Task requirements: The lines below should be written out again in full, exactly as they are.

Data shown:
-------------------------
//! # Kolibri - Self-Framed Two-Stage Compressor
//!
//! Byte-buffer compressor that runs a pattern-substitution pre-pass ahead of
//! DEFLATE and wraps the result in a length-prefixed, self-describing frame.
//! Frames decompress without any external context.
//!
//! ## Pipeline
//!
//! ```text
//!  compress
//!  bytes ──> PatternAnalyzer ──> candidates
//!    │                               │
//!    └──────> encode_tokens <────────┘
//!                  │  "KOLI" + tokens
//!                  v
//!             DeflateCodec ──> payload ──> build_frame ──> frame
//!
//!  decompress
//!  frame ──> parse_frame ──> metadata (+ pattern table), payload
//!                                          │
//!             DeflateCodec (inflate) <─────┘
//!                  │  token stream
//!                  v
//!             decode_tokens ──> verify sizes / CRC-32 ──> bytes
//! ```
//!
//! ### Token Stream
//!
//! | Bytes          | Meaning                         |
//! |----------------|---------------------------------|
//! | `b` (≠ `0xFF`) | Literal byte                    |
//! | `0xFF 0xFF`    | Literal `0xFF`                  |
//! | `0xFF id`      | Pattern `id` from the table     |
//!
//! ### Frame
//!
//! | Offset      | Size | Content                              |
//! |-------------|------|--------------------------------------|
//! | 0           | 4    | Metadata length `M`, big-endian      |
//! | 4           | M    | Metadata JSON                        |
//! | 4 + M       | rest | zlib stream of the token stream      |
//!
//! ## Quick Start
//!
//! ```rust,ignore
//! use kolibri::KolibriCodec;
//!
//! let codec = KolibriCodec::new();
//! let data = vec![0u8; 5000];
//!
//! let result = codec.compress(&data).unwrap();
//! println!("{} -> {} bytes ({}%)", result.original_size, result.compressed_size, result.ratio_percent);
//!
//! let restored = codec.decompress(&result.data).unwrap();
//! assert_eq!(restored, data);
//! ```
//!
//! ## Modules
//!
//! - [`codec`]: Pattern analysis, token stream, DEFLATE stage and framing
//! - [`config`]: Configuration management
//! - [`error`]: Error types and result aliases

pub mod codec;
pub mod config;
pub mod error;

// Re-exports for convenience
pub use codec::{
    CodecStats, CompressionResult, FrameMetadata, KolibriCodec, PatternAnalyzer,
    PatternCandidate, PatternTable, ALGORITHM_NAME, FORMAT_VERSION,
};
pub use config::{CodecConfig, Config, VersionPolicy};
pub use error::{KolibriError, Result, Stage};

/// Library version
pub const VERSION: &str = env!("CARGO_PKG_VERSION");

/// Check if a buffer looks like a Kolibri frame
pub fn is_kolibri_frame(data: &[u8]) -> bool {
    codec::is_kolibri_frame(data)
}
-------------------------
Answer for this exercise:
//! # Kolibri - Self-Framed Two-Stage Compressor
//!
//! Byte-buffer compressor that runs a pattern-substitution pre-pass ahead of
//! DEFLATE and wraps the result in a length-prefixed, self-describing frame.
//! Frames decompress without any external context.
//!
//! ## Pipeline
//!
//! ```text
//!  compress
//!  bytes ──> PatternAnalyzer ──> candidates
//!    │                               │
//!    └──────> encode_tokens <────────┘
//!                  │  "KOLI" + tokens
//!                  v
//!             DeflateCodec ──> payload ──> build_frame ──> frame
//!
//!  decompress
//!  frame ──> parse_frame ──> metadata (+ pattern table), payload
//!                                          │
//!             DeflateCodec (inflate) <─────┘
//!                  │  token stream
//!                  v
//!             decode_tokens ──> verify sizes / CRC-32 ──> bytes
//! ```
//!
//! ### Token Stream
//!
//! | Bytes          | Meaning                         |
//! |----------------|---------------------------------|
//! | `b` (≠ `0xFF`) | Literal byte                    |
//! | `0xFF 0xFF`    | Literal `0xFF`                  |
//! | `0xFF id`      | Pattern `id` from the table     |
//!
//! ### Frame
//!
//! | Offset      | Size | Content                              |
//! |-------------|------|--------------------------------------|
//! | 0           | 4    | Metadata length `M`, big-endian      |
//! | 4           | M    | Metadata JSON                        |
//! | 4 + M       | rest | zlib stream of the token stream      |
//!
//! ## Quick Start
//!
//! ```rust,ignore
//! use kolibri::KolibriCodec;
//!
//! let codec = KolibriCodec::new();
//! let data = vec![0u8; 5000];
//!
//! let result = codec.compress(&data).unwrap();
//! println!("{} -> {} bytes ({}%)", result.original_size, result.compressed_size, result.ratio_percent);
//!
//! let restored = codec.decompress(&result.data).unwrap();
//! assert_eq!(restored, data);
//! ```
//!
//! ## Modules
//!
//! - [`codec`]: Pattern analysis, token stream, DEFLATE stage and framing
//! - [`config`]: Configuration management
//! - [`error`]: Error types and result aliases

pub mod codec;
pub mod config;
pub mod error;

// Re-exports for convenience
pub use codec::{
    CodecStats, CompressionResult, FrameMetadata, KolibriCodec, PatternAnalyzer,
    PatternCandidate, PatternTable, ALGORITHM_NAME, FORMAT_VERSION,
};
pub use config::{CodecConfig, Config, VersionPolicy};
pub use error::{KolibriError, Result, Stage};

/// Library version
pub const VERSION: &str = env!("CARGO_PKG_VERSION");

/// Check if a buffer looks like a Kolibri frame
pub fn is_kolibri_frame(data: &[u8]) -> bool {
    codec::is_kolibri_frame(data)
}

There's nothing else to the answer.